* _Saved data entries_
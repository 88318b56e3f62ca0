//! Stream connection manager.
//!
//! Owns the long-lived comment stream: opens sessions through a
//! [`Connector`], pushes every normalized comment onto the processing queue,
//! and drives the staged reconnection policy in [`state`] when a session ends.

pub mod state;
pub mod transport;

use std::sync::Arc;
use std::time::Duration;

use parking_lot::Mutex;
use tokio::sync::{oneshot, watch};
use tokio::task::{AbortHandle, JoinHandle};

use crate::error::{CoreError, Result};
use crate::message::{self, now_secs};
use crate::processor::MessageQueue;

pub use state::{
    CloseAction, ConnectionState, ConnectionStatus, ReconnectPolicy, ReconnectStatus,
};
pub use transport::{Connector, Frame, FrameStream, WebSocketConnector, parse_media_id};

const CONNECT_TIMEOUT: Duration = Duration::from_secs(15);
const SESSION_JOIN_TIMEOUT: Duration = Duration::from_secs(3);

struct Session {
    handle: JoinHandle<()>,
    stop: oneshot::Sender<()>,
}

struct ManagerInner {
    state: Mutex<ConnectionState>,
    connector: Arc<dyn Connector>,
    queue: MessageQueue,
    connected_at: watch::Sender<Option<f64>>,
    session: Mutex<Option<Session>>,
    stability_timer: Mutex<Option<AbortHandle>>,
    reconnect_task: Mutex<Option<AbortHandle>>,
    activity_timeout: Duration,
}

/// Handle to the comment stream. Cheap to clone.
#[derive(Clone)]
pub struct ConnectionManager {
    inner: Arc<ManagerInner>,
}

impl std::fmt::Debug for ConnectionManager {
    fn fmt(&self, f: &mut std::fmt::Formatter<'_>) -> std::fmt::Result {
        f.debug_struct("ConnectionManager")
            .field("endpoint", &self.inner.connector.endpoint())
            .field("status", &self.status())
            .finish()
    }
}

impl ConnectionManager {
    pub fn new(
        connector: Arc<dyn Connector>,
        policy: ReconnectPolicy,
        queue: MessageQueue,
        activity_timeout: Duration,
    ) -> Self {
        let (connected_at, _) = watch::channel(None);
        Self {
            inner: Arc::new(ManagerInner {
                state: Mutex::new(ConnectionState::new(policy)),
                connector,
                queue,
                connected_at,
                session: Mutex::new(None),
                stability_timer: Mutex::new(None),
                reconnect_task: Mutex::new(None),
                activity_timeout,
            }),
        }
    }

    /// Receives the epoch time of every successful connect
    pub fn connected_at(&self) -> watch::Receiver<Option<f64>> {
        self.inner.connected_at.subscribe()
    }

    pub fn status(&self) -> ConnectionStatus {
        self.inner.state.lock().status()
    }

    pub fn is_connected(&self) -> bool {
        self.inner.state.lock().is_connected()
    }

    /// Connected and heard from within the activity timeout
    pub fn is_healthy(&self) -> bool {
        self.inner
            .state
            .lock()
            .is_healthy(now_secs(), self.inner.activity_timeout)
    }

    /// Seconds since the last inbound frame, if connected
    pub fn idle_secs(&self) -> Option<f64> {
        let state = self.inner.state.lock();
        state
            .is_connected()
            .then(|| now_secs() - state.last_activity())
    }

    pub fn reconnect_status(&self) -> ReconnectStatus {
        self.inner.state.lock().reconnect_status()
    }

    pub fn endpoint(&self) -> String {
        self.inner.connector.endpoint()
    }

    /// Open the stream. A no-op if already connected; refused while a
    /// reconnect owns the connection.
    pub async fn connect(&self) -> Result<()> {
        let epoch = {
            let mut state = self.inner.state.lock();
            if state.is_reconnecting() {
                return Err(CoreError::ReconnectInProgress);
            }
            match state.status() {
                ConnectionStatus::Connected => return Ok(()),
                ConnectionStatus::PermanentlyFailed => {
                    return Err(CoreError::PermanentlyFailed {
                        reason: "auto-reconnect was disabled".to_string(),
                    });
                }
                _ => {}
            }
            state.begin_connect()
        };

        let result = self.open_session(epoch).await;
        if result.is_err() {
            self.inner.state.lock().end_reconnect(false);
        }
        result
    }

    /// Close the stream without reconnecting. Returns false if there was no
    /// session to close.
    pub async fn disconnect(&self) -> bool {
        self.inner.state.lock().on_disconnect();
        if let Some(task) = self.inner.reconnect_task.lock().take() {
            task.abort();
        }
        if let Some(timer) = self.inner.stability_timer.lock().take() {
            timer.abort();
        }
        let closed = self.close_session().await;
        if closed {
            tracing::info!("Comment stream disconnected");
        }
        closed
    }

    /// Manual reconnect. Fails immediately if a reconnect (manual or
    /// automatic) is already running or the attempt budget is spent.
    pub async fn reconnect(&self) -> Result<()> {
        let (attempt, max, epoch) = {
            let mut state = self.inner.state.lock();
            let attempt = state.begin_reconnect()?;
            (attempt, state.policy().max_attempts, state.begin_connect())
        };
        tracing::info!("Attempting reconnect #{}/{}", attempt, max);

        self.close_session().await;
        let result = self.open_session(epoch).await;
        self.inner.state.lock().end_reconnect(result.is_ok());

        match &result {
            Ok(()) => tracing::info!("Reconnected"),
            Err(e) => tracing::warn!("Reconnect attempt #{} failed: {}", attempt, e),
        }
        result
    }

    /// Manual recovery: clears the attempt counter and re-enables auto-reconnect
    pub fn reset_reconnect_state(&self) {
        self.inner.state.lock().reset_reconnect_state();
        if let Some(task) = self.inner.reconnect_task.lock().take() {
            task.abort();
        }
        tracing::info!("Reconnect state reset, auto-reconnect re-enabled");
    }

    async fn open_session(&self, epoch: u64) -> Result<()> {
        let endpoint = self.inner.connector.endpoint();
        let mut stream = tokio::time::timeout(CONNECT_TIMEOUT, self.inner.connector.connect())
            .await
            .map_err(|_| CoreError::connection_msg(&endpoint, "handshake timed out"))??;

        let now = now_secs();
        if !self.inner.state.lock().on_open(epoch, now) {
            // Superseded by a disconnect while the handshake was running
            stream.close().await;
            return Err(CoreError::connection_msg(endpoint, "connection attempt superseded"));
        }

        self.inner.connected_at.send_replace(Some(now));
        tracing::info!("Comment stream connected: {}", endpoint);
        self.arm_stability_timer(epoch);

        let (stop, stopped) = oneshot::channel();
        let manager = self.clone();
        let handle = tokio::spawn(async move { manager.run_session(stream, epoch, stopped).await });

        let previous = self.inner.session.lock().replace(Session { handle, stop });
        if let Some(previous) = previous {
            previous.handle.abort();
        }
        Ok(())
    }

    async fn close_session(&self) -> bool {
        let Some(session) = self.inner.session.lock().take() else {
            return false;
        };
        let _ = session.stop.send(());
        let abort = session.handle.abort_handle();
        if tokio::time::timeout(SESSION_JOIN_TIMEOUT, session.handle)
            .await
            .is_err()
        {
            abort.abort();
        }
        true
    }

    fn arm_stability_timer(&self, epoch: u64) {
        let threshold = self.inner.state.lock().policy().stable_threshold;
        let manager = self.clone();
        let handle = tokio::spawn(async move {
            tokio::time::sleep(threshold).await;
            let cleared = manager.inner.state.lock().on_stable(epoch);
            if let Some(previous) = cleared.filter(|p| *p > 0) {
                tracing::info!(
                    "Connection stable for {:?}, reset reconnect attempts (was {})",
                    threshold,
                    previous
                );
            }
        });

        let previous = self
            .inner
            .stability_timer
            .lock()
            .replace(handle.abort_handle());
        if let Some(previous) = previous {
            previous.abort();
        }
    }

    async fn run_session(
        self,
        mut stream: Box<dyn FrameStream>,
        epoch: u64,
        mut stopped: oneshot::Receiver<()>,
    ) {
        let (code, reason) = loop {
            let frame = tokio::select! {
                frame = stream.next_frame() => Some(frame),
                _ = &mut stopped => None,
            };
            let Some(frame) = frame else {
                stream.close().await;
                return;
            };

            match frame {
                Some(Frame::Text(text)) => {
                    self.inner.state.lock().on_activity(now_secs());
                    self.handle_text(&text);
                }
                Some(Frame::Heartbeat) => self.inner.state.lock().on_activity(now_secs()),
                Some(Frame::Closed { code, reason }) => break (code, reason),
                None => break (None, "stream ended".to_string()),
            }
        };

        self.handle_close(epoch, code, reason);
    }

    fn handle_text(&self, text: &str) {
        match message::normalize(text) {
            Ok(msg) if msg.is_empty() => {
                tracing::debug!("Dropping empty comment {}", msg.id);
            }
            Ok(msg) => {
                tracing::debug!("Received comment {} from {}", msg.id, msg.sender_name);
                if !self.inner.queue.push(msg) {
                    tracing::debug!("Processing queue closed, comment dropped");
                }
            }
            Err(e) => {
                tracing::warn!("Dropping malformed frame: {}", e);
            }
        }
    }

    fn handle_close(&self, epoch: u64, code: Option<u16>, reason: String) {
        let action = {
            let mut state = self.inner.state.lock();
            if state.epoch() != epoch {
                return;
            }
            state.on_close(code, now_secs())
        };
        tracing::info!("Comment stream closed: {:?} {}", code, reason);
        self.follow(action);
    }

    fn follow(&self, action: CloseAction) {
        match action {
            CloseAction::Reconnect { delay, attempt } => {
                let manager = self.clone();
                let handle =
                    tokio::spawn(async move { manager.auto_reconnect(delay, attempt).await });
                let previous = self
                    .inner
                    .reconnect_task
                    .lock()
                    .replace(handle.abort_handle());
                if let Some(previous) = previous {
                    previous.abort();
                }
            }
            CloseAction::GiveUp { reason } => {
                tracing::warn!("Auto-reconnect stopped: {}", reason);
            }
        }
    }

    async fn auto_reconnect(self, mut delay: Duration, mut attempt: u32) {
        loop {
            tracing::info!(
                "Waiting {:?} before reconnect attempt #{}",
                delay,
                attempt
            );
            tokio::time::sleep(delay).await;

            let epoch = {
                let mut state = self.inner.state.lock();
                if !state.is_reconnecting() {
                    return;
                }
                state.begin_connect()
            };

            match self.open_session(epoch).await {
                Ok(()) => {
                    self.inner.state.lock().end_reconnect(true);
                    tracing::info!("Reconnected after {} attempt(s)", attempt);
                    return;
                }
                Err(e) => {
                    tracing::warn!("Reconnect attempt #{} failed: {}", attempt, e);
                    let action = {
                        let mut state = self.inner.state.lock();
                        if state.epoch() != epoch {
                            return;
                        }
                        state.on_connect_failed()
                    };
                    match action {
                        CloseAction::Reconnect {
                            delay: next_delay,
                            attempt: next_attempt,
                        } => {
                            delay = next_delay;
                            attempt = next_attempt;
                        }
                        CloseAction::GiveUp { reason } => {
                            tracing::warn!("Auto-reconnect stopped: {}", reason);
                            return;
                        }
                    }
                }
            }
        }
    }
}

* _What needs to be done_
Print exactly the lines from the beginning of the entries through the line with "a session ends.". Output nothing more.

* _Your solution_
repository 88318b56e3f62ca0
//! Stream connection manager.
//!
//! Owns the long-lived comment stream: opens sessions through a
//! [`Connector`], pushes every normalized comment onto the processing queue,
//! and drives the staged reconnection policy in [`state`] when a session ends.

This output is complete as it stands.